Once the probability of a positive SLN among patients with thin melanomas has been accurately defined, still to be established is what constitutes the threshold probability to recommend SLN biopsy. Importantly, this involves consideration of the likelihood of finding a positive SLN, the risk of the procedure (including, in some cases, the use of general anesthesia for patients in whom local anesthesia would be adequate if only a wide excision of the primary site was to be performed), as well as the likely benefits that will accrue to the patient from the knowledge of their SLN status. In this regard, the relatively long time horizon before the prognostic impact of a positive SLN in patients with T1 melanomas becomes manifest also must be taken into account. Because SLN positivity is more likely in younger patients, and because younger patients clearly have a longer anticipated lifespan during which to realize a potential benefit, an additional implication is that “younger” patients with T1 melanomas may be better candidates for SLN biopsy than “older” patients who are otherwise considered to be at the same level of risk of harboring occult regional nodal metastasis.16,17 However, again, neither evidence nor consensus can yet definitively inform us how young is “young.”

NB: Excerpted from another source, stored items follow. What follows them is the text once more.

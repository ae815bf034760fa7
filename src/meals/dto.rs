use serde::Deserialize;

use super::repo::{MealType, Nutrition};

#[derive(Debug, Deserialize)]
pub struct MealListQuery {
    pub meal_type: Option<MealType>,
    /// Comma-separated dietary tags; a meal must carry all of them.
    pub tags: Option<String>,
    #[serde(default = "default_page")]
    pub page: i64,
    #[serde(default = "default_limit")]
    pub limit: i64,
}

fn default_page() -> i64 {
    1
}
fn default_limit() -> i64 {
    20
}

impl MealListQuery {
    pub fn tag_list(&self) -> Vec<String> {
        self.tags
            .as_deref()
            .map(|t| {
                t.split(',')
                    .map(str::trim)
                    .filter(|s| !s.is_empty())
                    .map(str::to_string)
                    .collect()
            })
            .unwrap_or_default()
    }
}

#[derive(Debug, Deserialize)]
pub struct CreateMealRequest {
    pub name: String,
    pub meal_type: MealType,
    pub nutrition: Nutrition,
    #[serde(default)]
    pub dietary_tags: Vec<String>,
    pub difficulty: Option<String>,
    #[serde(default)]
    pub prep_time_minutes: i32,
    #[serde(default)]
    pub cook_time_minutes: i32,
    #[serde(default = "default_servings")]
    pub servings: i32,
    pub image_url: Option<String>,
    #[serde(default)]
    pub ingredients: Vec<String>,
    #[serde(default)]
    pub instructions: Vec<String>,
}

fn default_servings() -> i32 {
    1
}

#[cfg(test)]
mod tests {
    use super::*;

    #[test]
    fn tag_list_splits_and_trims() {
        let q = MealListQuery {
            meal_type: None,
            tags: Some("vegan, gluten-free ,,".into()),
            page: 1,
            limit: 20,
        };
        assert_eq!(q.tag_list(), vec!["vegan", "gluten-free"]);
    }

    #[test]
    fn tag_list_empty_when_absent() {
        let q = MealListQuery {
            meal_type: None,
            tags: None,
            page: 1,
            limit: 20,
        };
        assert!(q.tag_list().is_empty());
    }
}
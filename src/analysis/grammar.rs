//! Per-language node-kind tables that drive the loop detector.

/// Names of the node kinds and fields the detector needs from one
/// tree-sitter grammar.
///
/// All entries are raw grammar spellings ("while_statement",
/// "break_statement", ...), so supporting a new language means filling in
/// one static table and registering the analyzer.
#[derive(Debug, Clone, Copy)]
pub struct LoopGrammar {
    /// Kind of the condition-controlled loop this detector targets.
    pub while_kind: &'static str,
    /// Every loop kind, condition-controlled or counting. The body traversal
    /// refuses to descend into subtrees of these kinds.
    pub loop_kinds: &'static [&'static str],
    /// Field name of the condition on `while_kind` nodes.
    pub condition_field: &'static str,
    /// Field name of the loop body.
    pub body_field: &'static str,
    /// Wrapper kinds peeled off the condition before classification
    /// (JavaScript wraps it in a `parenthesized_expression`).
    pub condition_wrappers: &'static [&'static str],
    /// Kind of the boolean true literal.
    pub true_kind: &'static str,
    /// Identifier spellings that are unconditionally truthy when the grammar
    /// surfaces the keyword as a plain identifier (legacy Python `True`).
    pub truthy_identifiers: &'static [&'static str],
    /// Kind of integer literals; textual value `1` counts as always-true.
    pub integer_kind: &'static str,
    /// Kind of a bare identifier.
    pub identifier_kind: &'static str,
    /// Kind of a break statement.
    pub break_kind: &'static str,
    /// Kind of a return statement.
    pub return_kind: &'static str,
    /// Kind of a call expression and the field naming its callee.
    pub call_kind: &'static str,
    pub function_field: &'static str,
    /// Kind of attribute/member access and the field naming the accessed
    /// member (`time.sleep` -> `sleep`).
    pub attribute_kind: &'static str,
    pub attribute_field: &'static str,
    /// Callee names treated as intentional pacing rather than a runaway
    /// loop. Not a logical exit, but in this domain a sleeping loop is slow,
    /// not dangerous.
    pub blocking_calls: &'static [&'static str],
}

impl LoopGrammar {
    /// Whether a node kind is any loop construct.
    pub fn is_loop_kind(&self, kind: &str) -> bool {
        self.loop_kinds.contains(&kind)
    }
}
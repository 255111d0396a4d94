//! Configuration file schema for loopcheck.
//!
//! Configuration is optional; everything has a working default.

use serde::{Deserialize, Serialize};
use std::fs;
use std::path::{Path, PathBuf};

/// Default config file names to search for.
pub const DEFAULT_CONFIG_NAMES: &[&str] = &["loopcheck.yaml", ".loopcheck.yaml"];

/// Port the analysis server listens on by default.
pub const DEFAULT_PORT: u16 = 3000;

#[derive(Debug, Clone, Deserialize, Serialize)]
pub struct Config {
    /// Language IDs the tool will analyze.
    #[serde(default = "default_languages")]
    pub languages: Vec<String>,
    /// Port for `loopcheck serve`.
    #[serde(default = "default_port")]
    pub port: u16,
}

impl Default for Config {
    fn default() -> Self {
        Self {
            languages: default_languages(),
            port: default_port(),
        }
    }
}

impl Config {
    /// Parse a config from a YAML file.
    pub fn parse_file<P: AsRef<Path>>(path: P) -> anyhow::Result<Self> {
        let content = fs::read_to_string(path.as_ref())?;
        let config: Config = serde_yaml::from_str(&content)?;
        Ok(config)
    }

    /// Discover a config file in the current directory, falling back to
    /// defaults when none exists.
    pub fn discover() -> anyhow::Result<Self> {
        for name in DEFAULT_CONFIG_NAMES {
            let path = PathBuf::from(name);
            if path.exists() {
                return Self::parse_file(&path);
            }
        }
        Ok(Self::default())
    }

    /// Whether a language ID is enabled.
    pub fn language_enabled(&self, lang_id: &str) -> bool {
        self.languages.iter().any(|l| l == lang_id)
    }
}

fn default_languages() -> Vec<String> {
    vec!["python".to_string(), "javascript".to_string()]
}

fn default_port() -> u16 {
    DEFAULT_PORT
}

#[cfg(test)]
mod tests {
    use super::*;

    #[test]
    fn test_defaults() {
        let config = Config::default();
        assert!(config.language_enabled("python"));
        assert!(config.language_enabled("javascript"));
        assert_eq!(config.port, DEFAULT_PORT);
    }

    #[test]
    fn test_parse_partial_yaml() {
        let config: Config = serde_yaml::from_str("languages:\n  - python\n").unwrap();
        assert!(config.language_enabled("python"));
        assert!(!config.language_enabled("javascript"));
        assert_eq!(config.port, DEFAULT_PORT);
    }

    #[test]
    fn test_parse_file() {
        let dir = tempfile::tempdir().unwrap();
        let path = dir.path().join("loopcheck.yaml");
        std::fs::write(&path, "port: 4100\n").unwrap();

        let config = Config::parse_file(&path).unwrap();
        assert_eq!(config.port, 4100);
        assert!(config.language_enabled("python"));
    }
}
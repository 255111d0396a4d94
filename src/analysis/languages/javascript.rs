//! JavaScript language analyzer using tree-sitter.

use tree_sitter::{Language, Parser};

use crate::analysis::{LanguageAnalyzer, LoopGrammar, ParsedSource};

/// Node kinds from tree-sitter-javascript.
///
/// The while condition arrives wrapped in a `parenthesized_expression`, so
/// the classifier peels that before looking at the kind. There is no legacy
/// identifier spelling of `true`, so the truthy-identifier list is empty.
static JAVASCRIPT_GRAMMAR: LoopGrammar = LoopGrammar {
    while_kind: "while_statement",
    loop_kinds: &[
        "while_statement",
        "for_statement",
        "for_in_statement",
        "do_statement",
    ],
    condition_field: "condition",
    body_field: "body",
    condition_wrappers: &["parenthesized_expression"],
    true_kind: "true",
    truthy_identifiers: &[],
    integer_kind: "number",
    identifier_kind: "identifier",
    break_kind: "break_statement",
    return_kind: "return_statement",
    call_kind: "call_expression",
    function_field: "function",
    attribute_kind: "member_expression",
    attribute_field: "property",
    blocking_calls: &["sleep"],
};

pub struct JavaScriptAnalyzer {
    language: Language,
}

impl JavaScriptAnalyzer {
    pub fn new() -> Self {
        Self {
            language: tree_sitter_javascript::LANGUAGE.into(),
        }
    }
}

impl Default for JavaScriptAnalyzer {
    fn default() -> Self {
        Self::new()
    }
}

impl LanguageAnalyzer for JavaScriptAnalyzer {
    fn language_id(&self) -> &'static str {
        "javascript"
    }

    fn file_extensions(&self) -> &'static [&'static str] {
        &["js", "jsx", "mjs", "cjs"]
    }

    fn grammar(&self) -> &'static LoopGrammar {
        &JAVASCRIPT_GRAMMAR
    }

    fn parse(&self, source: &[u8]) -> anyhow::Result<ParsedSource> {
        let mut parser = Parser::new();
        parser.set_language(&self.language)?;
        let tree = parser
            .parse(source, None)
            .ok_or_else(|| anyhow::anyhow!("failed to parse JavaScript source"))?;

        Ok(ParsedSource {
            tree,
            source: source.to_vec(),
        })
    }
}

#[cfg(test)]
mod tests {
    use super::*;

    #[test]
    fn test_parse_clean_source() {
        let analyzer = JavaScriptAnalyzer::new();
        let parsed = analyzer.parse(b"while (true) { work(); }\n").unwrap();
        assert!(!parsed.has_structural_error());
    }

    #[test]
    fn test_condition_is_parenthesized() {
        let analyzer = JavaScriptAnalyzer::new();
        let parsed = analyzer.parse(b"while (true) {}\n").unwrap();
        let grammar = analyzer.grammar();

        let stmt = parsed.root().named_child(0).unwrap();
        assert_eq!(stmt.kind(), grammar.while_kind);

        let condition = stmt.child_by_field_name(grammar.condition_field).unwrap();
        assert!(grammar.condition_wrappers.contains(&condition.kind()));
        assert_eq!(condition.named_child(0).unwrap().kind(), grammar.true_kind);
    }

    #[test]
    fn test_member_call_kinds() {
        let analyzer = JavaScriptAnalyzer::new();
        let parsed = analyzer
            .parse(b"while (true) { thread.sleep(100); }\n")
            .unwrap();
        let grammar = analyzer.grammar();

        let stmt = parsed.root().named_child(0).unwrap();
        let body = stmt.child_by_field_name(grammar.body_field).unwrap();
        let call = body
            .named_child(0)
            .and_then(|expr| expr.named_child(0))
            .unwrap();
        assert_eq!(call.kind(), grammar.call_kind);

        let callee = call.child_by_field_name(grammar.function_field).unwrap();
        assert_eq!(callee.kind(), grammar.attribute_kind);
        let prop = callee.child_by_field_name(grammar.attribute_field).unwrap();
        assert_eq!(parsed.node_text(prop), "sleep");
    }
}
//! Language and parsing layer.
//!
//! This module owns everything language-specific: tree-sitter parsers
//! wrapped per language, and the static `LoopGrammar` tables naming the node
//! kinds the detector in `crate::detect` walks with.
//!
//! # Adding a New Language
//!
//! 1. Create a new module in `src/analysis/languages/` (e.g., `ruby.rs`)
//! 2. Fill in a static `LoopGrammar` with that grammar's node kinds
//! 3. Implement `LanguageAnalyzer`
//! 4. Register the analyzer in `languages/mod.rs`
//!
//! See `languages/python.rs` for a reference implementation.

mod grammar;
mod languages;
mod traits;

pub use grammar::LoopGrammar;
pub use languages::{
    analyzer_for_extension, get_analyzer, register_analyzers, registered_languages,
    JavaScriptAnalyzer, PythonAnalyzer,
};
pub use traits::{LanguageAnalyzer, ParsedSource};
//! Core traits for language support.

use tree_sitter::Node;

use super::LoopGrammar;

/// Holds a parsed tree-sitter tree and the source it was parsed from.
///
/// Built for a single analysis pass and discarded afterwards; nothing is
/// cached between calls.
pub struct ParsedSource {
    /// The tree-sitter parse tree.
    pub tree: tree_sitter::Tree,
    /// The original source bytes (kept for node text extraction).
    pub source: Vec<u8>,
}

impl ParsedSource {
    /// Root node of the tree.
    pub fn root(&self) -> Node<'_> {
        self.tree.root_node()
    }

    /// Get text for a tree-sitter node.
    pub fn node_text(&self, node: Node) -> &str {
        node.utf8_text(&self.source).unwrap_or("")
    }

    /// Whether the parse contains structural errors.
    ///
    /// This is the normal state while the user is mid-edit, not an
    /// exceptional condition.
    pub fn has_structural_error(&self) -> bool {
        self.tree.root_node().has_error()
    }

    /// Get the source code as a string slice.
    pub fn source_str(&self) -> &str {
        std::str::from_utf8(&self.source).unwrap_or("")
    }

    /// The source line at `row` (0-indexed), if present.
    pub fn line(&self, row: usize) -> Option<&str> {
        self.source_str().lines().nth(row)
    }
}

/// Language-specific analyzer trait.
///
/// Each supported language implements this to expose a tree-sitter parser
/// plus the grammar table the loop detector walks with.
///
/// # Thread Safety
///
/// tree_sitter::Parser is not Sync, so implementations create a parser per
/// call; parser construction is cheap next to parsing itself.
pub trait LanguageAnalyzer: Send + Sync {
    /// Returns the language identifier (e.g., "python", "javascript").
    fn language_id(&self) -> &'static str;

    /// Returns file extensions this analyzer handles (without dot).
    fn file_extensions(&self) -> &'static [&'static str];

    /// Node-kind and field-name table for this language.
    fn grammar(&self) -> &'static LoopGrammar;

    /// Parse source code into a tree.
    ///
    /// A tree containing ERROR nodes is still returned as Ok; the caller
    /// checks `has_structural_error` and short-circuits.
    fn parse(&self, source: &[u8]) -> anyhow::Result<ParsedSource>;

    /// Check if this analyzer handles the given file extension.
    fn handles_extension(&self, ext: &str) -> bool {
        self.file_extensions().contains(&ext)
    }
}
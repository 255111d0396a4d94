//! Loopcheck CLI entry point.

use clap::Parser;
use loopcheck::cli::{self, Cli, Commands, EXIT_ERROR};

fn main() {
    loopcheck::init();

    let cli = Cli::parse();

    let exit_code = match cli.command {
        Commands::Check(args) => match cli::run_check(&args) {
            Ok(code) => code,
            Err(e) => {
                eprintln!("Error: {}", e);
                EXIT_ERROR
            }
        },
        Commands::Serve(args) => match cli::run_serve(&args) {
            Ok(code) => code,
            Err(e) => {
                eprintln!("Error: {}", e);
                EXIT_ERROR
            }
        },
    };

    std::process::exit(exit_code);
}
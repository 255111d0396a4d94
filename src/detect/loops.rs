//! Infinite-loop detection over a parsed tree.
//!
//! A `while` loop is flagged when its condition can never be false and a
//! single walk of its body finds no way out: no `break`, no `return`, and no
//! call to a recognized blocking function such as `time.sleep`.
//!
//! Condition classification is purely syntactic. A condition that is always
//! true for dataflow reasons (`x = True; while x:`) is a deliberate false
//! negative; precision over recall.

use tree_sitter::Node;

use crate::analysis::{LoopGrammar, ParsedSource};

/// Classification of one loop condition.
#[derive(Debug, Clone, PartialEq, Eq)]
pub struct ConditionVerdict {
    /// True when the condition is a true literal, a truthy keyword spelled
    /// as an identifier, or the integer literal `1`.
    pub is_unconditionally_true: bool,
    /// The node kind that was observed (telemetry only; never affects
    /// verdicts once `is_unconditionally_true` is false).
    pub observed_kind: String,
}

/// Escape constructs found in one loop body.
#[derive(Debug, Clone, Default, PartialEq, Eq)]
pub struct ExitEvidence {
    pub has_break: bool,
    pub break_count: usize,
    pub has_return: bool,
    pub return_count: usize,
    pub has_blocking_call: bool,
    /// Callee spellings of recognized blocking calls, in document order.
    pub blocking_calls: Vec<String>,
}

impl ExitEvidence {
    /// Whether anything in the body can stop or pace the loop.
    pub fn has_any_exit(&self) -> bool {
        self.has_break || self.has_return || self.has_blocking_call
    }
}

/// One examined loop: header position plus verdicts.
#[derive(Debug, Clone)]
pub struct LoopFinding {
    /// 0-based position of the loop header.
    pub start_line: usize,
    pub start_column: usize,
    /// 0-based end position of the whole loop node.
    pub end_line: usize,
    pub end_column: usize,
    pub condition: ConditionVerdict,
    /// Only collected for unconditionally-true conditions.
    pub exits: Option<ExitEvidence>,
}

impl LoopFinding {
    /// A loop is dangerous iff its condition is always true and its body
    /// shows no escape construct.
    pub fn is_dangerous(&self) -> bool {
        self.condition.is_unconditionally_true
            && self.exits.as_ref().map_or(true, |e| !e.has_any_exit())
    }
}

/// Examine every condition-controlled loop in a parsed source, in document
/// order.
pub fn examine_loops(parsed: &ParsedSource, grammar: &LoopGrammar) -> Vec<LoopFinding> {
    find_condition_loops(parsed.root(), grammar)
        .into_iter()
        .map(|node| {
            let condition = classify_condition(node, parsed, grammar);
            let exits = condition
                .is_unconditionally_true
                .then(|| collect_exit_evidence(node, parsed, grammar));
            let start = node.start_position();
            let end = node.end_position();
            LoopFinding {
                start_line: start.row,
                start_column: start.column,
                end_line: end.row,
                end_column: end.column,
                condition,
                exits,
            }
        })
        .collect()
}

/// Collect every condition-controlled loop node in pre-order, which is
/// document order for loop headers.
pub fn find_condition_loops<'t>(root: Node<'t>, grammar: &LoopGrammar) -> Vec<Node<'t>> {
    let mut loops = Vec::new();
    collect_loops(root, grammar, &mut loops);
    loops
}

fn collect_loops<'t>(node: Node<'t>, grammar: &LoopGrammar, out: &mut Vec<Node<'t>>) {
    if node.kind() == grammar.while_kind {
        out.push(node);
    }
    let mut cursor = node.walk();
    for child in node.children(&mut cursor) {
        collect_loops(child, grammar, out);
    }
}

/// Classify the loop condition by structural pattern, without evaluating
/// anything.
pub fn classify_condition(
    loop_node: Node,
    parsed: &ParsedSource,
    grammar: &LoopGrammar,
) -> ConditionVerdict {
    let Some(condition) = loop_node.child_by_field_name(grammar.condition_field) else {
        return ConditionVerdict {
            is_unconditionally_true: false,
            observed_kind: "missing".to_string(),
        };
    };
    let condition = unwrap_condition(condition, grammar);
    let kind = condition.kind();

    let is_unconditionally_true = if kind == grammar.true_kind {
        true
    } else if kind == grammar.identifier_kind {
        grammar
            .truthy_identifiers
            .contains(&parsed.node_text(condition))
    } else if kind == grammar.integer_kind {
        parsed.node_text(condition) == "1"
    } else {
        false
    };

    ConditionVerdict {
        is_unconditionally_true,
        observed_kind: kind.to_string(),
    }
}

/// Peel wrapper nodes (JavaScript parenthesizes while conditions) down to
/// the expression itself.
fn unwrap_condition<'t>(mut node: Node<'t>, grammar: &LoopGrammar) -> Node<'t> {
    while grammar.condition_wrappers.contains(&node.kind()) {
        match node.named_child(0) {
            Some(inner) => node = inner,
            None => break,
        }
    }
    node
}

/// Walk the loop body exactly once, recording escape constructs.
///
/// The walk refuses to enter nested loop subtrees: an inner loop's `break`
/// only exits the inner loop and must never rescue the outer one.
pub fn collect_exit_evidence(
    loop_node: Node,
    parsed: &ParsedSource,
    grammar: &LoopGrammar,
) -> ExitEvidence {
    let mut evidence = ExitEvidence::default();
    let Some(body) = loop_node.child_by_field_name(grammar.body_field) else {
        return evidence;
    };
    walk_body(body, body, parsed, grammar, &mut evidence);
    evidence
}

fn walk_body<'t>(
    node: Node<'t>,
    body_root: Node<'t>,
    parsed: &ParsedSource,
    grammar: &LoopGrammar,
    evidence: &mut ExitEvidence,
) {
    // Do-not-enter rule. The body root itself is exempt.
    if node.id() != body_root.id() && grammar.is_loop_kind(node.kind()) {
        return;
    }

    // TODO: a `return` inside a nested function definition still counts as
    // an exit for the enclosing loop even though it only exits that
    // function. Skipping function-definition subtrees here would close that
    // false negative, but it changes observable verdicts and needs its own
    // fixture pass first.
    let kind = node.kind();
    if kind == grammar.break_kind {
        evidence.has_break = true;
        evidence.break_count += 1;
    } else if kind == grammar.return_kind {
        evidence.has_return = true;
        evidence.return_count += 1;
    } else if kind == grammar.call_kind {
        if let Some(name) = blocking_callee(node, parsed, grammar) {
            evidence.has_blocking_call = true;
            evidence.blocking_calls.push(name);
        }
    }

    let mut cursor = node.walk();
    for child in node.children(&mut cursor) {
        walk_body(child, body_root, parsed, grammar, evidence);
    }
}

/// Callee spelling when the call is a recognized blocking call (`sleep(..)`
/// or `time.sleep(..)`-style member access).
///
/// A blocking call is a heuristic, not a semantic exit: the loop is "slow"
/// rather than "runaway", which this detector treats as safe.
fn blocking_callee(call: Node, parsed: &ParsedSource, grammar: &LoopGrammar) -> Option<String> {
    let callee = call.child_by_field_name(grammar.function_field)?;
    if callee.kind() == grammar.identifier_kind {
        let name = parsed.node_text(callee);
        if grammar.blocking_calls.contains(&name) {
            return Some(format!("{}()", name));
        }
    } else if callee.kind() == grammar.attribute_kind {
        let attr = callee.child_by_field_name(grammar.attribute_field)?;
        if grammar.blocking_calls.contains(&parsed.node_text(attr)) {
            return Some(format!("{}()", parsed.node_text(callee)));
        }
    }
    None
}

There is now general consensus and a large body of evidence supporting the position that SLN biopsy is indicated for patients with melanomas ≥ 1 mm thick; in the absence of contraindications (e.g., significant comorbidities), this procedure is generally recommended for such patients. In contrast, no overall consensus has been reached about which patients with thin melanomas should be offered SLN biopsy, and indications continue to evolve.18 We believe that surgeons who care for patients with clinically localized invasive melanomas of any thickness should discuss the concept of SLN biopsy with all of them. The goal of that discussion, however, should sometimes be to articulate clearly why SLN biopsy is not recommended. Our duty as surgeons is to understand the likely natural history, evidence-based indications, contraindications, patient preferences (e.g., aversion to risk), and special circumstances, if any, and integrate this body of knowledge to synthesize individualized recommendations for each patient. Given the current state of the art, we believe that a rational result of this process is a recommendation for SLN biopsy for many patients with melanomas 0.76-1.00 mm in thickness, but not for the overwhelming majority of patients with melanomas <0.76 mm in thickness.